The Six Core Human Needs
According to Tony Robbins, human beings have six core human needs. They are:
✦ The need to feel certain ✦
✦ The need to have variety in life ✦
✦ The need to be loved and to belong and to feel connected ✦
✦ The need for significance ✦
✦ The need for growth ✦
✦ The need for contribution ✦
When a person is miserable, angry, off balance or depressed, often it is because one or several of these fundamental human needs are not being met.
Look at the list. Which of these needs is not being met in your own life?
The first four needs are considered base needs. The last two needs, growth and contribution, are what are considered needs for the soul. People who are at a certain level of evolution will have a greater intensity for these two needs.
For example, over the past ten years, as we have awakened as a collective consciousness in a more accelerated way, countless women are beginning to outgrow relationships, jobs and friendships that no longer allow them to grow. Growth has become essential in ways that it was not a few generations ago. Same for the need to contribute. The popular obsession with the question "what is my purpose?", is directly linked to the soul's growing need to make a contribution.
Everything that you desire to have, be or do has it's root in one of these six core needs.
These needs are essential to know for several reasons. Most importantly, when needs go unacknowledged they wreak havoc in our lives. Needs can't always be met but they can be acknowledged. For example, you may not be able to meet the need for certainty in your life if you are going through a divorce but to recognize the need is actually enough. When you recognize the importance of your fundamental needs, the part of you that is vying to get your attention or having an inner tantrum because those needs are not being met, can relax. That part will feel seen, heard and validated and that is all that is necessary.
As women, we are hard-wired to track the needs of everyone else in our lives. We are experts at knowing what our children and husbands and pets and even our plants need! But when it comes to ourselves, often, we overlook.
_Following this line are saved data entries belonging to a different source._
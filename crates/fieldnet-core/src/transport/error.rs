use thiserror::Error;

/// Transport-level failure (no HTTP status available).
#[derive(Debug, Clone, PartialEq, Eq, Error)]
pub enum TransportError {
    /// Connect or transfer deadline exceeded.
    #[error("timed out: {0}")]
    Timeout(String),
    /// Host or proxy name could not be resolved.
    #[error("dns: {0}")]
    Dns(String),
    /// TCP connect failed (refused, unreachable).
    #[error("connect: {0}")]
    Connect(String),
    /// Connection dropped mid-exchange (reset, empty reply, short read).
    #[error("connection lost: {0}")]
    ConnectionLost(String),
    /// The request could not be issued as built (malformed URL, bad scheme).
    #[error("invalid request: {0}")]
    InvalidRequest(String),
    #[error("{0}")]
    Other(String),
}
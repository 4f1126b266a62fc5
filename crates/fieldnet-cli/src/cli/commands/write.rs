//! `fieldnet post|put|delete` – writes that fall back to the offline queue.

use anyhow::{bail, Result};
use clap::Args;
use fieldnet_core::dispatch::{Dispatcher, WriteOptions, WriteOutcome};
use fieldnet_core::store::OperationKind;

#[derive(Debug, Clone, Args)]
pub struct WriteArgs {
    /// Request body (sent as JSON unless a Content-Type header is given).
    #[arg(long)]
    pub body: Option<String>,
    /// Extra request header, "Name: value" (repeatable).
    #[arg(long = "header", short = 'H', value_name = "HEADER")]
    pub headers: Vec<String>,
}

impl WriteArgs {
    pub fn to_options(&self) -> Result<WriteOptions> {
        let mut opts = WriteOptions::default();
        for raw in &self.headers {
            let Some((name, value)) = raw.split_once(':') else {
                bail!("invalid header {raw:?}, expected \"Name: value\"");
            };
            let name = name.trim();
            if name.is_empty() {
                bail!("invalid header {raw:?}, empty name");
            }
            opts = opts.header(name, value.trim());
        }
        let has_content_type = opts
            .headers
            .keys()
            .any(|k| k.eq_ignore_ascii_case("content-type"));
        if self.body.is_some() && !has_content_type {
            opts = opts.header("Content-Type", "application/json");
        }
        Ok(opts)
    }
}

pub async fn run_write(
    dispatcher: &Dispatcher,
    kind: OperationKind,
    endpoint: &str,
    args: &WriteArgs,
) -> Result<()> {
    let opts = args.to_options()?;
    let body = args.body.as_deref().map(str::as_bytes);
    match dispatcher.send_write(kind, endpoint, body, &opts).await? {
        WriteOutcome::Completed(response) => {
            if !response.is_empty() {
                println!("{}", String::from_utf8_lossy(&response));
            }
        }
        WriteOutcome::Queued(id) => {
            println!("offline: {} {} queued as {}", kind.as_str(), endpoint, id);
        }
    }
    Ok(())
}
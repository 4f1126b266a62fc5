use std::collections::BTreeMap;
use std::time::Duration;

use serde::de::DeserializeOwned;

use super::Dispatcher;
use crate::error::{ErrorKind, ErrorRecord};
use crate::transport::Method;

impl Dispatcher {
    /// GET `endpoint` under the api policy.
    ///
    /// With a `cache_key`, a successful body is cached. While offline a fresh
    /// cached copy is served without touching the network, and a failed fetch
    /// falls back to it. `max_age` of `None` accepts any cached age.
    pub async fn get(
        &self,
        endpoint: &str,
        cache_key: Option<&str>,
        max_age: Option<Duration>,
    ) -> Result<Vec<u8>, ErrorRecord> {
        if self.is_offline() {
            if let Some(hit) = self.cached(cache_key, max_age).await {
                tracing::debug!(endpoint, "offline: serving cached response");
                return Ok(hit);
            }
        }

        let result = self
            .send_with_retry(&self.presets.api, Method::Get, endpoint, None, &BTreeMap::new())
            .await;

        match result {
            Ok(body) => {
                if let Some(key) = cache_key {
                    self.store.cache(key, &body).await;
                }
                Ok(body)
            }
            Err(err) => {
                if self.is_offline() {
                    if let Some(hit) = self.cached(cache_key, max_age).await {
                        tracing::warn!(endpoint, kind = %err.kind(), "fetch failed offline, using cache");
                        return Ok(hit);
                    }
                }
                Err(err)
            }
        }
    }

    /// [`get`](Self::get) and decode the body as JSON.
    pub async fn get_json<T: DeserializeOwned>(
        &self,
        endpoint: &str,
        cache_key: Option<&str>,
        max_age: Option<Duration>,
    ) -> Result<T, ErrorRecord> {
        let body = self.get(endpoint, cache_key, max_age).await?;
        serde_json::from_slice(&body).map_err(|e| {
            ErrorRecord::new(ErrorKind::Unknown, format!("decode response from {endpoint}: {e}"))
        })
    }

    async fn cached(&self, cache_key: Option<&str>, max_age: Option<Duration>) -> Option<Vec<u8>> {
        match cache_key {
            Some(key) => self.store.get_cached(key, max_age).await,
            None => None,
        }
    }
}
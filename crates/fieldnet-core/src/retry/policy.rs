use rand::Rng;
use std::fmt;
use std::sync::Arc;
use std::time::Duration;

use crate::error::{ErrorKind, ErrorRecord};

/// Upper bound of the random jitter, as a fraction of the backoff delay.
pub const JITTER_FRACTION: f64 = 0.1;

/// Caller-supplied veto on retrying a particular failure.
pub type RetryPredicate = Arc<dyn Fn(&ErrorRecord) -> bool + Send + Sync>;

/// Decision returned by the retry policy.
#[derive(Debug, Clone, Copy, PartialEq, Eq)]
pub enum RetryDecision {
    /// Stop and surface the failure.
    NoRetry,
    /// Retry after the given delay.
    RetryAfter(Duration),
}

/// Exponential backoff policy with caps and an optional retry predicate.
#[derive(Clone)]
pub struct RetryPolicy {
    /// Maximum number of attempts (including the first). Values below 1 act as 1.
    pub max_attempts: u32,
    /// Delay before the second attempt.
    pub base_delay: Duration,
    /// Upper bound on the un-jittered delay.
    pub max_delay: Duration,
    /// Growth factor per attempt. Values below 1.0 act as 1.0.
    pub backoff_multiplier: f64,
    /// Deadline for each individual attempt.
    pub per_attempt_timeout: Option<Duration>,
    should_retry: Option<RetryPredicate>,
}

impl fmt::Debug for RetryPolicy {
    fn fmt(&self, f: &mut fmt::Formatter<'_>) -> fmt::Result {
        f.debug_struct("RetryPolicy")
            .field("max_attempts", &self.max_attempts)
            .field("base_delay", &self.base_delay)
            .field("max_delay", &self.max_delay)
            .field("backoff_multiplier", &self.backoff_multiplier)
            .field("per_attempt_timeout", &self.per_attempt_timeout)
            .field("should_retry", &self.should_retry.is_some())
            .finish()
    }
}

impl Default for RetryPolicy {
    fn default() -> Self {
        Self::api()
    }
}

impl RetryPolicy {
    pub fn new(
        max_attempts: u32,
        base_delay: Duration,
        max_delay: Duration,
        backoff_multiplier: f64,
    ) -> Self {
        Self {
            max_attempts,
            base_delay,
            max_delay,
            backoff_multiplier,
            per_attempt_timeout: None,
            should_retry: None,
        }
    }

    /// Connectivity-bound operations: more attempts, longer base delay,
    /// retries only transport-level kinds.
    pub fn network() -> Self {
        Self::new(5, Duration::from_secs(2), Duration::from_secs(30), 2.0)
            .with_attempt_timeout(Duration::from_secs(30))
            .retry_on(&[
                ErrorKind::Network,
                ErrorKind::NoInternet,
                ErrorKind::Timeout,
                ErrorKind::ServerError,
            ])
    }

    /// Calls to an API: fewer attempts, shorter base delay.
    pub fn api() -> Self {
        Self::new(3, Duration::from_secs(1), Duration::from_secs(10), 2.0)
            .with_attempt_timeout(Duration::from_secs(20))
            .retry_on(&[ErrorKind::Api, ErrorKind::ServerError, ErrorKind::Timeout])
    }

    /// Writes that must land: most attempts, longest cap, any retryable kind.
    pub fn critical() -> Self {
        Self::new(8, Duration::from_secs(1), Duration::from_secs(120), 2.0)
            .with_attempt_timeout(Duration::from_secs(30))
    }

    pub fn with_attempt_timeout(mut self, timeout: Duration) -> Self {
        self.per_attempt_timeout = Some(timeout);
        self
    }

    pub fn without_attempt_timeout(mut self) -> Self {
        self.per_attempt_timeout = None;
        self
    }

    pub fn with_should_retry<F>(mut self, predicate: F) -> Self
    where
        F: Fn(&ErrorRecord) -> bool + Send + Sync + 'static,
    {
        self.should_retry = Some(Arc::new(predicate));
        self
    }

    /// Restrict retries to the listed kinds (still subject to the record's own verdict).
    pub fn retry_on(self, kinds: &'static [ErrorKind]) -> Self {
        self.with_should_retry(move |e| kinds.contains(&e.kind()))
    }

    /// Drop any predicate so every retryable record is retried.
    pub fn retry_any(mut self) -> Self {
        self.should_retry = None;
        self
    }

    pub fn effective_max_attempts(&self) -> u32 {
        self.max_attempts.max(1)
    }

    /// Un-jittered delay after `attempt` failed attempts (1-based):
    /// `min(max_delay, base_delay * multiplier^(attempt-1))`.
    pub fn backoff_delay(&self, attempt: u32) -> Duration {
        let multiplier = if self.backoff_multiplier.is_finite() {
            self.backoff_multiplier.max(1.0)
        } else {
            1.0
        };
        let exp = attempt.saturating_sub(1).min(i32::MAX as u32) as i32;
        let raw = self.base_delay.as_secs_f64() * multiplier.powi(exp);
        let cap = self.max_delay.as_secs_f64();
        if !raw.is_finite() || raw >= cap {
            self.max_delay
        } else {
            Duration::from_secs_f64(raw)
        }
    }

    /// Whether a failed attempt may be followed by another, ignoring the attempt budget.
    pub fn permits(&self, record: &ErrorRecord) -> bool {
        if !record.is_retryable() {
            return false;
        }
        match &self.should_retry {
            Some(predicate) => predicate(record),
            None => true,
        }
    }

    /// Decide what to do after attempt number `attempt` (1-based) failed with `record`.
    pub fn decide(&self, attempt: u32, record: &ErrorRecord) -> RetryDecision {
        let unit: f64 = rand::thread_rng().gen_range(0.0..1.0);
        self.decide_with_jitter(attempt, record, unit)
    }

    /// Same as [`decide`](Self::decide) with the jitter draw supplied (`unit` in `[0, 1]`).
    ///
    /// The cap is applied before jitter, so the returned delay lies in
    /// `[backoff, backoff * (1 + JITTER_FRACTION)]`.
    pub fn decide_with_jitter(&self, attempt: u32, record: &ErrorRecord, unit: f64) -> RetryDecision {
        if attempt >= self.effective_max_attempts() || !self.permits(record) {
            return RetryDecision::NoRetry;
        }
        let delay = self.backoff_delay(attempt);
        let unit = if unit.is_finite() { unit.clamp(0.0, 1.0) } else { 0.0 };
        let jitter = delay.mul_f64(JITTER_FRACTION * unit);
        RetryDecision::RetryAfter(delay + jitter)
    }
}

/// The three named policies used by the request layer.
#[derive(Debug, Clone)]
pub struct RetryPresets {
    pub network: RetryPolicy,
    pub api: RetryPolicy,
    pub critical: RetryPolicy,
}

impl Default for RetryPresets {
    fn default() -> Self {
        Self {
            network: RetryPolicy::network(),
            api: RetryPolicy::api(),
            critical: RetryPolicy::critical(),
        }
    }
}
One of the most powerful practices a woman can begin to do is to develop is the habit of asking herself, "what do I need?" Again, your needs may not be able to be met but to name them is enough. So many women identity with the need for self care. Believe it or not, self care is most likely a need for connection with SELF. It's not about getting the actual massage or the pedicure. Self care is often a plea for love, connection and the need to belong to oneself. Knowing that, helps to enrich your self care time. I can't tell you how many clients I have that spend the $100 + dollars to get the massage only to be left with the same void inside. The massage doesn't fill the need for self care. The acknowledgement of self is what fills the need for self care!
The other trap we fall into is that of projecting our needs onto others.
We look to our partners to meet our need to feel loved. We look to money to meet our need to feel certain. We look to success or our children's successes to meet our own needs to feel significant. So the second question then would be, "How can I meet [this need] for myself?"
What I love about the six human needs is that we all have them. We are all the same inside. For as tough or aloof or intimidating as someone may be, they still have the same fundamental needs that you do. Knowing these core needs allows you to see people and yourself through the eyes of compassion. Bad behavior is often a desperate cry for having one of these needs met.
Be tender. Be curious. Be open. Be aware of these needs. You'll be amazed at how they help you to understand yourself and others.